Personal information
- Born: 6 November 1876 Codnor, Derbyshire, England
- Died: 26 May 1967 (aged 90) Pontefract, Yorkshire, England
- Batting: Right-handed
- Bowling: Right-arm medium-fast
- Relations: Joseph Buxton (nephew)

Domestic team information
- 1902–1911: Derbyshire
- FC debut: 9 June 1902 Derbyshire v Warwickshire
- Last FC: 24 July 1911 Derbyshire v Surrey

Career statistics
| Competition | First-class |
| Matches | 7 |
| Runs scored | 40 |
| Batting average | 3.33 |
| 100s/50s | 0/0 |
| Top score | 7 |
| Balls bowled | 312 |
| Wickets | 5 |
| Bowling average | 34.20 |
| 5 wickets in innings | 0 |
| 10 wickets in match | 0 |
| Best bowling | 2/14 |
| Catches/stumpings | 1/– |
- Source: CricketArchive, October 2011

= Noah Buxton =

English cricketer

Noah Buxton (6 November 1876 – 26 May 1967) was an English cricketer who played first-class cricket for Derbyshire between 1902 and 1911.
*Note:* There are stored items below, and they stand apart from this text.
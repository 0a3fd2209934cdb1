use thiserror::Error;

use crate::GroupVersion;

/// Failure taxonomy for connecting, discovering and resolving.
///
/// `Connection` and `DiscoveryUnavailable` are fatal to the run;
/// `NotFound` and `Ambiguous` are recoverable by the caller with a
/// different query.
#[derive(Error, Debug)]
pub enum Error {
    #[error("failed to reach the cluster: {0}")]
    Connection(String),

    #[error("cluster discovery data is unusable: {0}")]
    DiscoveryUnavailable(String),

    #[error("no API resource matches {query:?}")]
    NotFound { query: String },

    #[error("{query:?} is ambiguous, served by: {}", format_candidates(.candidates))]
    Ambiguous {
        query: String,
        /// Conflicting group/version pairs, sorted by (group, version).
        candidates: Vec<GroupVersion>,
    },
}

fn format_candidates(candidates: &[GroupVersion]) -> String {
    candidates
        .iter()
        .map(GroupVersion::to_string)
        .collect::<Vec<_>>()
        .join(", ")
}

pub type Result<T> = std::result::Result<T, Error>;

/// Classify a [`kube::Error`] raised during a discovery fetch.
///
/// Authentication rejections and transport failures mean the cluster is
/// effectively unreachable; any other API-level answer means the cluster
/// responded but its discovery data cannot be used.
pub(crate) fn classify_discovery_error(error: kube::Error) -> Error {
    match error {
        kube::Error::Api(response) if matches!(response.code, 401 | 403) => {
            Error::Connection(response.to_string())
        }
        kube::Error::Api(response) => Error::DiscoveryUnavailable(response.to_string()),
        kube::Error::SerdeError(error) => Error::DiscoveryUnavailable(error.to_string()),
        other => Error::Connection(other.to_string()),
    }
}

#[cfg(test)]
mod tests {
    use kube::core::ErrorResponse;

    use super::*;

    fn api_error(code: u16) -> kube::Error {
        kube::Error::Api(ErrorResponse {
            status: String::from("Failure"),
            message: format!("status={code}"),
            reason: String::from("Test"),
            code,
        })
    }

    #[test]
    fn auth_rejections_classify_as_connection() {
        assert!(matches!(
            classify_discovery_error(api_error(401)),
            Error::Connection(_)
        ));
        assert!(matches!(
            classify_discovery_error(api_error(403)),
            Error::Connection(_)
        ));
    }

    #[test]
    fn other_api_statuses_classify_as_discovery_unavailable() {
        assert!(matches!(
            classify_discovery_error(api_error(404)),
            Error::DiscoveryUnavailable(_)
        ));
        assert!(matches!(
            classify_discovery_error(api_error(500)),
            Error::DiscoveryUnavailable(_)
        ));
    }

    #[test]
    fn malformed_documents_classify_as_discovery_unavailable() {
        let serde_error = serde_json::from_str::<serde_json::Value>("{").unwrap_err();
        assert!(matches!(
            classify_discovery_error(kube::Error::SerdeError(serde_error)),
            Error::DiscoveryUnavailable(_)
        ));
    }

    #[test]
    fn non_api_errors_classify_as_connection() {
        let http_error = http::Request::builder()
            .uri("not a uri")
            .body(Vec::<u8>::new())
            .unwrap_err();
        assert!(matches!(
            classify_discovery_error(kube::Error::HttpError(http_error)),
            Error::Connection(_)
        ));
    }

    #[test]
    fn ambiguous_lists_all_candidates() {
        let error = Error::Ambiguous {
            query: String::from("events"),
            candidates: vec![
                GroupVersion::new("", "v1"),
                GroupVersion::new("events.k8s.io", "v1"),
            ],
        };
        assert_eq!(
            error.to_string(),
            "\"events\" is ambiguous, served by: core/v1, events.k8s.io/v1"
        );
    }

    #[test]
    fn not_found_carries_the_query() {
        let error = Error::NotFound {
            query: String::from("ingresses"),
        };
        assert_eq!(error.to_string(), "no API resource matches \"ingresses\"");
    }
}
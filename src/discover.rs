use k8s_openapi::apimachinery::pkg::apis::meta::v1::APIResource;
use kube::Client;
use serde::{Deserialize, Serialize};

use crate::error::{Error, Result};

pub mod client;
use client::DiscoverClient;

/// One resource kind registered with the cluster, normalized at load time.
///
/// All name fields are trimmed and lowercased; the core API group is
/// represented by an empty `group`.
#[derive(Debug, Clone, PartialEq, Eq, Serialize, Deserialize)]
pub struct ResourceEntry {
    /// API group, empty for the core group.
    pub group: String,
    /// Served version of the group.
    pub version: String,
    /// Plural resource name, e.g. "pods".
    pub resource: String,
    /// Singular resource name, e.g. "pod".
    pub singular: String,
    /// Kind name, e.g. "Pod".
    pub kind: String,
    /// Abbreviations, e.g. ["po"].
    pub short_names: Vec<String>,
    pub namespaced: bool,
}

impl ResourceEntry {
    pub(crate) fn matches_plural(&self, token: &str) -> bool {
        self.resource == token
    }

    pub(crate) fn matches_short_name(&self, token: &str) -> bool {
        self.short_names.iter().any(|name| name == token)
    }

    /// Singular-form tier: the token itself, the lowercased kind, or the
    /// token with a trailing "s"/"es" stripped.
    pub(crate) fn matches_singular(&self, token: &str) -> bool {
        if self.singular == token || self.kind.to_lowercase() == token {
            return true;
        }
        let stripped_s = token.strip_suffix('s');
        let stripped_es = token.strip_suffix("es");
        stripped_s.is_some_and(|stem| stem == self.singular)
            || stripped_es.is_some_and(|stem| stem == self.singular)
    }

    fn from_api_resource(api_resource: &APIResource) -> Option<Self> {
        // Subresources such as "pods/status" are not standalone kinds.
        if api_resource.name.contains('/') {
            return None;
        }

        let group = match api_resource.group.as_deref().map(str::trim) {
            // The discover client labels the core group as "core";
            // canonical identity uses the empty string.
            Some("core") | None => String::new(),
            Some(group) => group.to_lowercase(),
        };
        let version = api_resource.version.as_deref()?.trim().to_lowercase();
        let resource = api_resource.name.trim().to_lowercase();
        if resource.is_empty() || version.is_empty() {
            return None;
        }

        let singular = match api_resource.singular_name.trim() {
            // Built-in kinds often publish an empty singularName;
            // fall back to the plural with its trailing "s" dropped.
            "" => resource.strip_suffix('s').unwrap_or(&resource).to_string(),
            singular => singular.to_lowercase(),
        };

        Some(Self {
            group,
            version,
            resource,
            singular,
            kind: api_resource.kind.trim().to_string(),
            short_names: api_resource
                .short_names
                .as_deref()
                .unwrap_or_default()
                .iter()
                .map(|name| name.trim().to_lowercase())
                .filter(|name| !name.is_empty())
                .collect(),
            namespaced: api_resource.namespaced,
        })
    }
}

/// Snapshot of every resource kind the connected cluster serves.
///
/// Loaded once per run and read-only afterwards; resolution always acts on a
/// consistent snapshot even if the live API surface changes later.
#[derive(Debug, Clone, PartialEq, Eq, Serialize, Deserialize)]
pub struct DiscoveryIndex {
    entries: Vec<ResourceEntry>,
}

impl DiscoveryIndex {
    /// Fetch the cluster's discovery document and build the index.
    ///
    /// Performs exactly one discovery walk. Fails with
    /// [`Error::Connection`] when the endpoint is unreachable or rejects the
    /// credentials, and with [`Error::DiscoveryUnavailable`] when the cluster
    /// answers but the document is malformed or empty. Never yields a
    /// partially populated index.
    pub async fn load(client: &Client) -> Result<Self> {
        let resources = DiscoverClient::new(client.clone())
            .list_api_resources()
            .await?;
        Self::from_api_resources(&resources)
    }

    /// Build the index from a caller-supplied discovery document, e.g. one
    /// fetched earlier in the same run. Applies the same normalization as
    /// [`DiscoveryIndex::load`].
    pub fn from_api_resources(resources: &[APIResource]) -> Result<Self> {
        let entries = resources
            .iter()
            .filter_map(ResourceEntry::from_api_resource)
            .collect::<Vec<_>>();

        if entries.is_empty() {
            return Err(Error::DiscoveryUnavailable(String::from(
                "the discovery document lists no resources",
            )));
        }

        Ok(Self { entries })
    }

    /// Build the index from already-normalized entries.
    pub fn from_entries(entries: Vec<ResourceEntry>) -> Self {
        Self { entries }
    }

    pub fn entries(&self) -> &[ResourceEntry] {
        &self.entries
    }

    pub fn len(&self) -> usize {
        self.entries.len()
    }

    pub fn is_empty(&self) -> bool {
        self.entries.is_empty()
    }
}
Buxton was born at Codnor, Derbyshire, the son of William Buxton, a coal miner, and his wife Mary. In 1881 the family was living at Kirkby in Ashfield, Nottinghamshire. Buxton made his debut for Derbyshire in the 1902 season. In his opening match against Warwickshire in June, he achieved his best bowling performance of 2 for 14. He played four more matches for Derbyshire during the 1902 season. In 1905, he played for Staffordshire in a Minor Counties match and reappeared for Derbyshire for one match in the 1907 season. In 1909 he was playing minor counties cricket for Cheshire but put in two appearances for Derbyshire in the 1911 season.

Buxton was a right-hand batsman and played 14 innings in 7 first-class matches with an average of 3.33 and a top score of 7. He was a right-arm fast-medium bowler and took five first-class wickets at an average of 34.2 and a best performance of 2 for 14.

Buxton died at Pontefract, Yorkshire at the age of 90. His nephew Joseph Buxton played cricket for Nottinghamshire in 1937.